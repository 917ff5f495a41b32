//! §4.6 `room:join` / `room:leave`.

use std::sync::Arc;

use serde::{Deserialize, Serialize};
use serde_json::Value;
use slog::{o, warn, Logger};

use crate::backend::{BackendClient, RoomStatusUpdate};
use crate::clients::{ClientRegistry, Participant};
use crate::error::{AppError, AppResult};
use crate::rooms::RoomRegistry;
use crate::seats::SeatRepository;
use crate::users::UserSocketRegistry;

use super::Broadcaster;

#[derive(Debug, Deserialize)]
pub struct JoinRequest {
    #[serde(rename = "roomId")]
    pub room_id: String,
    #[serde(rename = "seatCount", default)]
    pub seat_count: Option<u32>,
    #[serde(rename = "ownerId", default)]
    pub owner_id: Option<String>,
}

#[derive(Debug, Serialize)]
pub struct JoinResponse {
    #[serde(rename = "rtpCapabilities")]
    pub rtp_capabilities: Value,
    pub participants: Vec<Participant>,
    pub seats: Vec<crate::seats::Seat>,
    #[serde(rename = "lockedSeats")]
    pub locked_seats: Vec<u32>,
    #[serde(rename = "existingProducers")]
    pub existing_producers: Vec<ExistingProducer>,
}

#[derive(Debug, Serialize)]
pub struct ExistingProducer {
    #[serde(rename = "producerId")]
    pub producer_id: String,
    #[serde(rename = "userId")]
    pub user_id: String,
}

#[derive(Debug, Deserialize)]
pub struct LeaveRequest {
    #[serde(rename = "roomId")]
    pub room_id: String,
}

pub struct RoomHandlers {
    registry: Arc<RoomRegistry>,
    clients: Arc<ClientRegistry>,
    sockets: Arc<UserSocketRegistry>,
    seats: Arc<SeatRepository>,
    backend: Arc<BackendClient>,
    broadcaster: Arc<dyn Broadcaster>,
    log: Logger,
}

impl RoomHandlers {
    #[must_use]
    pub fn new(
        registry: Arc<RoomRegistry>,
        clients: Arc<ClientRegistry>,
        sockets: Arc<UserSocketRegistry>,
        seats: Arc<SeatRepository>,
        backend: Arc<BackendClient>,
        broadcaster: Arc<dyn Broadcaster>,
        log: Logger,
    ) -> Self {
        Self {
            registry,
            clients,
            sockets,
            seats,
            backend,
            broadcaster,
            log: log.new(o!("component" => "room_handlers")),
        }
    }

    /// §4.6 `room:join`.
    pub async fn join(
        &self,
        connection_id: &str,
        user_id: &str,
        req: JoinRequest,
    ) -> AppResult<JoinResponse> {
        if req.room_id.is_empty() {
            return Err(AppError::InvalidPayload);
        }

        let cluster = self
            .registry
            .get_or_create(&req.room_id)
            .await
            .map_err(AppError::from)?;

        if let Some(seat_count) = req.seat_count {
            self.registry
                .set_seat_count_if_fresh(&req.room_id, seat_count)
                .await
                .map_err(AppError::from)?;
        }
        if let Some(owner_id) = &req.owner_id {
            self.registry
                .set_owner_if_absent(&req.room_id, owner_id)
                .await
                .map_err(AppError::from)?;
        }

        self.clients.set_room(connection_id, &req.room_id).await;

        let (count_result, room_result) = tokio::join!(
            self.registry.adjust_participant_count(&req.room_id, 1),
            self.sockets.set_user_room(user_id, &req.room_id),
        );
        let participant_count = count_result.map_err(AppError::from)?;
        if let Err(e) = room_result {
            warn!(self.log, "failed to record user->room mapping on join";
                "room_id" => &req.room_id, "error" => %e);
        }

        let broadcaster = Arc::clone(&self.broadcaster);
        let participants = self
            .clients
            .snapshot_room(&req.room_id, |id| broadcaster.is_connected(id))
            .await;

        let state = self
            .registry
            .read_room_state(&req.room_id)
            .await
            .map_err(AppError::from)?
            .ok_or(AppError::RoomNotFound)?;

        let seats = self
            .seats
            .get_seats(&req.room_id, state.seat_count)
            .await
            .map_err(AppError::from)?;
        let locked_seats = seats
            .iter()
            .filter(|s| s.locked)
            .map(|s| s.index)
            .collect();

        let existing_producers = self
            .clients
            .producers_in_room(&req.room_id)
            .await
            .into_iter()
            .map(|(producer_id, user_id)| ExistingProducer {
                producer_id: producer_id.to_string(),
                user_id,
            })
            .collect();

        let response = JoinResponse {
            rtp_capabilities: cluster.rtp_capabilities(),
            participants,
            seats,
            locked_seats,
            existing_producers,
        };

        self.broadcaster.to_room(
            &req.room_id,
            Some(connection_id),
            "room:userJoined",
            serde_json::json!({ "userId": user_id, "connectionId": connection_id }),
        );

        let backend = Arc::clone(&self.backend);
        let room_id = req.room_id.clone();
        tokio::spawn(async move {
            backend
                .notify_room_status_best_effort(
                    &room_id,
                    RoomStatusUpdate {
                        is_live: true,
                        participant_count: participant_count.max(0) as u32,
                        started_at: None,
                        ended_at: None,
                    },
                )
                .await;
        });

        Ok(response)
    }

    /// §4.6 `room:leave`.
    pub async fn leave(&self, connection_id: &str, req: LeaveRequest) -> AppResult<()> {
        if req.room_id.is_empty() {
            return Err(AppError::InvalidPayload);
        }
        let user_id = self
            .clients
            .user_id_of(connection_id)
            .await
            .ok_or(AppError::NotInRoom)?;

        match self.seats.remove_seat(&req.room_id, &user_id).await {
            Ok(index) => {
                self.broadcaster.to_room(
                    &req.room_id,
                    None,
                    "seat:cleared",
                    serde_json::json!({ "seatIndex": index }),
                );
            }
            Err(AppError::UserNotSeated) => {}
            Err(e) => return Err(e),
        }

        self.clients.leave_room(connection_id).await;

        let (count_result, clear_result) = tokio::join!(
            self.registry.adjust_participant_count(&req.room_id, -1),
            self.sockets.clear_user_room(&user_id),
        );
        if let Err(e) = count_result {
            warn!(self.log, "failed to decrement participant count on leave";
                "room_id" => &req.room_id, "error" => %e);
        }
        if let Err(e) = clear_result {
            warn!(self.log, "failed to clear user->room mapping on leave";
                "room_id" => &req.room_id, "error" => %e);
        }

        self.broadcaster.to_room(
            &req.room_id,
            Some(connection_id),
            "room:userLeft",
            serde_json::json!({ "userId": user_id, "connectionId": connection_id }),
        );

        Ok(())
    }
}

####

* _What the exercise asks_: Which of the lines above hold the word "struct"? Copy each one.

* _Task solution_:
pub struct JoinRequest {
pub struct JoinResponse {
pub struct ExistingProducer {
pub struct LeaveRequest {
pub struct RoomHandlers {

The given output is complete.